Figure 5

Treatment with 50nM SU5416 reduces angiogenic potency of SB623 cell -conditioned medium. Following “starvation”, HUVECs were treated with SB623-CM with or without SU5416 for 30 minutes prior to culture to assess the role of VEGF in different steps of angiogenesis. The negative controls were cultured directly in OptiMEM. A and B) Cell death and cell proliferation were assessed after 7 days in culture by staininig for propidium iodide and Ki67, respectively. SB623 cell-CM significantly reduced cell death and increased proliferation (*p < 0.05 versus OptiMEM only control).

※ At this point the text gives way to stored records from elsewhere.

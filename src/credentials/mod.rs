//! Credential storage: the persisted access/refresh token pair.
//!
//! ARCHITECTURE
//! ============
//! `CredentialStore` is a dumb key/value port (`get`/`set`/`clear`) with no
//! expiry bookkeeping; token validity is discovered from server responses.
//! Backends persist the two keys independently, so `get` treats a partial
//! pair as absent.
//!
//! Both the session controller and the refresh hook write credentials. They
//! do so through [`SharedCredentials`], which serializes every read and write
//! behind one mutex so no caller can observe an old access token next to a
//! new refresh token.

mod file;
mod memory;

use std::sync::{Arc, Mutex, PoisonError};

use serde::{Deserialize, Serialize};

pub use file::FileStore;
pub use memory::MemoryStore;

/// Storage key for the access token.
pub const ACCESS_TOKEN_KEY: &str = "accessToken";
/// Storage key for the refresh token.
pub const REFRESH_TOKEN_KEY: &str = "refreshToken";

// =============================================================================
// TYPES
// =============================================================================

/// A complete access/refresh token pair.
#[derive(Clone, PartialEq, Eq, Serialize, Deserialize)]
#[serde(rename_all = "camelCase")]
pub struct CredentialPair {
    pub access_token: String,
    pub refresh_token: String,
}

impl CredentialPair {
    #[must_use]
    pub fn new(access_token: impl Into<String>, refresh_token: impl Into<String>) -> Self {
        Self { access_token: access_token.into(), refresh_token: refresh_token.into() }
    }
}

impl std::fmt::Debug for CredentialPair {
    fn fmt(&self, f: &mut std::fmt::Formatter<'_>) -> std::fmt::Result {
        f.debug_struct("CredentialPair")
            .field("access_token", &"<redacted>")
            .field("refresh_token", &"<redacted>")
            .finish()
    }
}

/// Raw persisted form: both keys are optional on disk.
#[derive(Debug, Clone, Default, PartialEq, Eq, Serialize, Deserialize)]
pub struct StoredKeys {
    #[serde(rename = "accessToken", default, skip_serializing_if = "Option::is_none")]
    pub access_token: Option<String>,
    #[serde(rename = "refreshToken", default, skip_serializing_if = "Option::is_none")]
    pub refresh_token: Option<String>,
}

impl StoredKeys {
    /// Collapse to a pair; a missing or empty key makes the whole pair absent.
    #[must_use]
    pub fn into_pair(self) -> Option<CredentialPair> {
        let access_token = self.access_token.filter(|t| !t.is_empty())?;
        let refresh_token = self.refresh_token.filter(|t| !t.is_empty())?;
        Some(CredentialPair { access_token, refresh_token })
    }
}

impl From<&CredentialPair> for StoredKeys {
    fn from(pair: &CredentialPair) -> Self {
        Self { access_token: Some(pair.access_token.clone()), refresh_token: Some(pair.refresh_token.clone()) }
    }
}

#[derive(Debug, thiserror::Error)]
pub enum StoreError {
    #[error("credential file I/O failed: {0}")]
    Io(#[from] std::io::Error),
    #[error("credential file is not valid JSON: {0}")]
    Serde(#[from] serde_json::Error),
    #[error("credential store lock poisoned")]
    Poisoned,
}

// =============================================================================
// STORE PORT
// =============================================================================

/// Persistence port for the credential pair.
pub trait CredentialStore: Send + Sync {
    /// Read the stored pair. Partial pairs read as `None`.
    ///
    /// # Errors
    ///
    /// Returns an error if the backing storage cannot be read.
    fn get(&self) -> Result<Option<CredentialPair>, StoreError>;

    /// Overwrite both tokens.
    ///
    /// # Errors
    ///
    /// Returns an error if the backing storage cannot be written.
    fn set(&self, pair: &CredentialPair) -> Result<(), StoreError>;

    /// Remove both tokens.
    ///
    /// # Errors
    ///
    /// Returns an error if the backing storage cannot be written.
    fn clear(&self) -> Result<(), StoreError>;
}

// =============================================================================
// SHARED CREDENTIALS
// =============================================================================

/// Cloneable handle over a store that serializes all access through one lock.
#[derive(Clone)]
pub struct SharedCredentials {
    store: Arc<dyn CredentialStore>,
    lock: Arc<Mutex<()>>,
}

impl SharedCredentials {
    #[must_use]
    pub fn new(store: Arc<dyn CredentialStore>) -> Self {
        Self { store, lock: Arc::new(Mutex::new(())) }
    }

    /// In-memory credentials, mostly useful for tests and short-lived tools.
    #[must_use]
    pub fn in_memory() -> Self {
        Self::new(Arc::new(MemoryStore::new()))
    }

    /// Current pair. Storage failures read as "no credentials" and are logged.
    #[must_use]
    pub fn get(&self) -> Option<CredentialPair> {
        let _guard = self.lock.lock().unwrap_or_else(PoisonError::into_inner);
        match self.store.get() {
            Ok(pair) => pair,
            Err(e) => {
                tracing::warn!(error = %e, "credential store read failed; treating as signed out");
                None
            }
        }
    }

    #[must_use]
    pub fn access_token(&self) -> Option<String> {
        self.get().map(|pair| pair.access_token)
    }

    #[must_use]
    pub fn refresh_token(&self) -> Option<String> {
        self.get().map(|pair| pair.refresh_token)
    }

    /// Overwrite both tokens as one serialized write.
    ///
    /// # Errors
    ///
    /// Returns an error if the lock is poisoned or the store write fails.
    pub fn set(&self, pair: &CredentialPair) -> Result<(), StoreError> {
        let _guard = self.lock.lock().map_err(|_| StoreError::Poisoned)?;
        self.store.set(pair)
    }

    /// Remove both tokens.
    ///
    /// Clearing still proceeds on a poisoned lock: forgetting credentials must
    /// not be blocked by an unrelated panic.
    ///
    /// # Errors
    ///
    /// Returns an error if the store write fails.
    pub fn clear(&self) -> Result<(), StoreError> {
        let _guard = self.lock.lock().unwrap_or_else(PoisonError::into_inner);
        self.store.clear()
    }

    /// Write `pair` only if the stored refresh token is still `expected_refresh`.
    ///
    /// Returns `false` without writing when the session was replaced or
    /// cleared since `expected_refresh` was read.
    ///
    /// # Errors
    ///
    /// Returns an error if the lock is poisoned or the store read or write fails.
    pub fn replace_if_current(&self, expected_refresh: &str, pair: &CredentialPair) -> Result<bool, StoreError> {
        let _guard = self.lock.lock().map_err(|_| StoreError::Poisoned)?;
        if !self.holds_refresh(expected_refresh)? {
            return Ok(false);
        }
        self.store.set(pair)?;
        Ok(true)
    }

    /// Remove both tokens only if the stored refresh token is still `expected_refresh`.
    ///
    /// # Errors
    ///
    /// Returns an error if the store read or write fails.
    pub fn clear_if_current(&self, expected_refresh: &str) -> Result<bool, StoreError> {
        let _guard = self.lock.lock().unwrap_or_else(PoisonError::into_inner);
        if !self.holds_refresh(expected_refresh)? {
            return Ok(false);
        }
        self.store.clear()?;
        Ok(true)
    }

    // Caller holds the lock.
    fn holds_refresh(&self, expected_refresh: &str) -> Result<bool, StoreError> {
        Ok(self
            .store
            .get()?
            .is_some_and(|pair| pair.refresh_token == expected_refresh))
    }
}

impl std::fmt::Debug for SharedCredentials {
    fn fmt(&self, f: &mut std::fmt::Formatter<'_>) -> std::fmt::Result {
        f.debug_struct("SharedCredentials").finish_non_exhaustive()
    }
}

#[cfg(test)]
#[path = "credentials_test.rs"]
mod tests;
//! In-process credential store.

use std::sync::Mutex;

use super::{CredentialPair, CredentialStore, StoreError, StoredKeys};

/// Credential store held in process memory. Contents vanish with the process.
#[derive(Debug, Default)]
pub struct MemoryStore {
    keys: Mutex<StoredKeys>,
}

impl MemoryStore {
    #[must_use]
    pub fn new() -> Self {
        Self::default()
    }

    /// Store seeded with raw keys, including partial pairs.
    #[must_use]
    pub fn with_keys(keys: StoredKeys) -> Self {
        Self { keys: Mutex::new(keys) }
    }

    /// Store seeded with a complete pair.
    #[must_use]
    pub fn with_pair(pair: &CredentialPair) -> Self {
        Self::with_keys(StoredKeys::from(pair))
    }

    /// Raw keys as currently held.
    ///
    /// # Errors
    ///
    /// Returns an error if the lock is poisoned.
    pub fn keys(&self) -> Result<StoredKeys, StoreError> {
        Ok(self.keys.lock().map_err(|_| StoreError::Poisoned)?.clone())
    }
}

impl CredentialStore for MemoryStore {
    fn get(&self) -> Result<Option<CredentialPair>, StoreError> {
        Ok(self.keys()?.into_pair())
    }

    fn set(&self, pair: &CredentialPair) -> Result<(), StoreError> {
        *self.keys.lock().map_err(|_| StoreError::Poisoned)? = StoredKeys::from(pair);
        Ok(())
    }

    fn clear(&self) -> Result<(), StoreError> {
        *self.keys.lock().map_err(|_| StoreError::Poisoned)? = StoredKeys::default();
        Ok(())
    }
}
//! Herald API server binary entrypoint.

use std::net::SocketAddr;
use std::sync::Arc;

use tower_http::cors::CorsLayer;
use tower_http::trace::TraceLayer;
use tracing_subscriber::EnvFilter;

use herald_common::config::AppConfig;
use herald_common::db::{create_pool, run_migrations};
use herald_engine::store::PgNotificationStore;

use herald_api::routes::create_router;
use herald_api::state::AppState;

#[tokio::main]
async fn main() -> anyhow::Result<()> {
    // Initialize tracing
    tracing_subscriber::fmt()
        .with_env_filter(EnvFilter::try_from_default_env().unwrap_or_else(|_| {
            EnvFilter::new("herald_api=debug,herald_engine=debug,tower_http=debug")
        }))
        .init();

    tracing::info!("Starting Herald notification server...");

    let config = AppConfig::from_env()?;

    let pool = create_pool(&config.database_url, config.db_max_connections).await?;
    run_migrations(&pool).await?;

    let store = Arc::new(PgNotificationStore::new(pool));
    let addr = SocketAddr::from(([0, 0, 0, 0], config.http_port));
    let state = AppState::new(store, config);

    let app = create_router(state)
        .layer(TraceLayer::new_for_http())
        .layer(CorsLayer::permissive());

    tracing::info!("HTTP server listening on {}", addr);

    let listener = tokio::net::TcpListener::bind(addr).await?;
    axum::serve(listener, app)
        .with_graceful_shutdown(async {
            let _ = tokio::signal::ctrl_c().await;
            tracing::info!("Received shutdown signal, stopping gracefully...");
        })
        .await?;

    tracing::info!("Herald server stopped.");
    Ok(())
}
//! Live-delivery core: notification persistence, the connection registry,
//! the delivery dispatcher, pending replay and the ingestion path.

pub mod dispatcher;
pub mod ingestion;
pub mod registry;
pub mod replay;
pub mod store;
//! WebSocket upgrade route.

use axum::extract::{State, WebSocketUpgrade};
use axum::response::Response;
use axum::routing::get;
use axum::Router;

use crate::middleware::auth::AuthUser;
use crate::session;
use crate::state::AppState;

pub fn router() -> Router<AppState> {
    Router::new().route("/ws", get(ws_upgrade))
}

/// GET /ws: Open a live-delivery session.
///
/// `AuthUser` is extracted before `WebSocketUpgrade`, so a missing, malformed
/// or expired credential is answered with 401 and the connection is never upgraded.
async fn ws_upgrade(
    State(state): State<AppState>,
    auth: AuthUser,
    ws: WebSocketUpgrade,
) -> Response {
    let user_id = auth.user_id;
    tracing::info!(
        user_id = %user_id,
        expires_at = %auth.identity.expires_at,
        "Token valid, upgrading connection"
    );

    ws.on_upgrade(move |socket| session::run(socket, state, user_id))
}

However, this was partially reversed in the presence of SU5416 (#p < 0.05 SB623 CM versus SB623 CM + SU5416). C) HUVEC vascular tube formation was quantified at 16- and 40 hours after plating in RGF-basement gel. A representative phase contrast picture of vascular tube formation at 16 hours is shown here, revealing the reduction in complete tubes formed in the presence of SU5416 (p < 0.05 versus OptiMEM only control; #p < 0.05 versus SB623 CM + SU5416). D) Aortic rings were likewise pre-treated with or without SU5416 for 30 minutes prior to embedding in RGF gels with SB623-CM. The control aortic ring well was not pre-treated with SU5416 and was maintained in RGF-basement gel in OptiMEM. It is clear that in the presence of SU5416 there is no aortic sprouting. Plots show Mean ± SD.